*Exercise directions*
Everything in the records below should be set down again, word for word.

*Dataset*
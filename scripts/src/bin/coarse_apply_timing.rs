//! Time the full coarse Dirac operator on random coarse fields
use std::time::Instant;

use clap::Parser;
use mgcoarse::{
    blas::{gaussian_seeded, norm2_vec},
    field::CoarseSpinor,
    helpers::{clover_fixture, gauge_fixture},
    CoarseDiracOpBuilder, CoarseError, LatticeInfo,
};

/// Struct for parsing command-line arguments
#[derive(Parser)]
struct Args {
    /// Lattice extents, ordered x y z t
    #[arg(long, num_args = 4, default_values_t = [8usize, 8, 8, 8])]
    dims: Vec<usize>,

    /// Colours per coarse site, the number of near null vectors
    #[arg(long, default_value_t = 8)]
    n_colors: usize,

    /// Spins per coarse site, the number of aggregates
    #[arg(long, default_value_t = 2)]
    n_spins: usize,

    /// Size of the thread team, defaults to the rayon default
    #[arg(long)]
    n_threads: Option<usize>,

    /// Threads per core
    #[arg(long, default_value_t = 1)]
    n_smt: usize,

    /// Number of timed applications
    #[arg(long, default_value_t = 100)]
    iterations: usize,
}

fn main() -> Result<(), CoarseError> {
    let args = Args::parse();

    let dims: [usize; 4] = args.dims.as_slice().try_into().map_err(|_| {
        CoarseError::InvalidGeometry(format!("expected 4 lattice extents, found {:?}", args.dims))
    })?;
    let info = LatticeInfo::new(dims, args.n_colors, args.n_spins)?;

    let op = CoarseDiracOpBuilder::new()
        .n_threads(args.n_threads)
        .n_smt(args.n_smt)
        .build(&info)?;

    let gauge = gauge_fixture(&info, 0);
    let clover = clover_fixture(&info, 1);
    let mut input = CoarseSpinor::new(&info);
    gaussian_seeded(&mut input, 2);
    let mut output = CoarseSpinor::new(&info);

    // Warm up
    op.unprec_apply(&mut output, &gauge, &clover, &input);

    let start = Instant::now();
    for _ in 0..args.iterations {
        op.unprec_apply(&mut output, &gauge, &clover, &input);
    }
    let runtime = start.elapsed();

    let ncs = info.n_colorspins() as f64;
    let half = ncs / 2.0;
    // A complex multiply-add is 8 flops, 8 dense links and 2 chiral blocks per site
    let flops_per_site = 8.0 * (8.0 * ncs * ncs + 2.0 * half * half);
    let total_flops = flops_per_site * info.n_sites() as f64 * args.iterations as f64;
    let seconds = runtime.as_secs_f64();

    println!(
        "dims={:?} n_colorspins={} n_threads={} n_smt={} isa={}",
        dims,
        info.n_colorspins(),
        op.n_threads(),
        op.n_smt(),
        op.isa().target_name()
    );
    println!(
        "iterations={} time={:.3}s per_apply={:.3}ms gflops={:.2} |out|^2={:.6e}",
        args.iterations,
        seconds,
        1e3 * seconds / args.iterations.max(1) as f64,
        total_flops / seconds / 1e9,
        norm2_vec(&output)
    );

    Ok(())
}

*Task output*
filename scripts/src/bin/coarse_apply_timing.rs
//! Time the full coarse Dirac operator on random coarse fields
use std::time::Instant;

use clap::Parser;
use mgcoarse::{
    blas::{gaussian_seeded, norm2_vec},
    field::CoarseSpinor,
    helpers::{clover_fixture, gauge_fixture},
    CoarseDiracOpBuilder, CoarseError, LatticeInfo,
};

/// Struct for parsing command-line arguments
#[derive(Parser)]
struct Args {
    /// Lattice extents, ordered x y z t
    #[arg(long, num_args = 4, default_values_t = [8usize, 8, 8, 8])]
    dims: Vec<usize>,

    /// Colours per coarse site, the number of near null vectors
    #[arg(long, default_value_t = 8)]
    n_colors: usize,

    /// Spins per coarse site, the number of aggregates
    #[arg(long, default_value_t = 2)]
    n_spins: usize,

    /// Size of the thread team, defaults to the rayon default
    #[arg(long)]
    n_threads: Option<usize>,

    /// Threads per core
    #[arg(long, default_value_t = 1)]
    n_smt: usize,

    /// Number of timed applications
    #[arg(long, default_value_t = 100)]
    iterations: usize,
}

fn main() -> Result<(), CoarseError> {
    let args = Args::parse();

    let dims: [usize; 4] = args.dims.as_slice().try_into().map_err(|_| {
        CoarseError::InvalidGeometry(format!("expected 4 lattice extents, found {:?}", args.dims))
    })?;
    let info = LatticeInfo::new(dims, args.n_colors, args.n_spins)?;

    let op = CoarseDiracOpBuilder::new()
        .n_threads(args.n_threads)
        .n_smt(args.n_smt)
        .build(&info)?;

    let gauge = gauge_fixture(&info, 0);
    let clover = clover_fixture(&info, 1);
    let mut input = CoarseSpinor::new(&info);
    gaussian_seeded(&mut input, 2);
    let mut output = CoarseSpinor::new(&info);

    // Warm up
    op.unprec_apply(&mut output, &gauge, &clover, &input);

    let start = Instant::now();
    for _ in 0..args.iterations {
        op.unprec_apply(&mut output, &gauge, &clover, &input);
    }
    let runtime = start.elapsed();

    let ncs = info.n_colorspins() as f64;
    let half = ncs / 2.0;
    // A complex multiply-add is 8 flops, 8 dense links and 2 chiral blocks per site
    let flops_per_site = 8.0 * (8.0 * ncs * ncs + 2.0 * half * half);
    let total_flops = flops_per_site * info.n_sites() as f64 * args.iterations as f64;
    let seconds = runtime.as_secs_f64();

    println!(
        "dims={:?} n_colorspins={} n_threads={} n_smt={} isa={}",
        dims,
        info.n_colorspins(),
        op.n_threads(),
        op.n_smt(),
        op.isa().target_name()
    );
    println!(
        "iterations={} time={:.3}s per_apply={:.3}ms gflops={:.2} |out|^2={:.6e}",
        args.iterations,
        seconds,
        1e3 * seconds / args.iterations.max(1) as f64,
        total_flops / seconds / 1e9,
        norm2_vec(&output)
    );

    Ok(())
}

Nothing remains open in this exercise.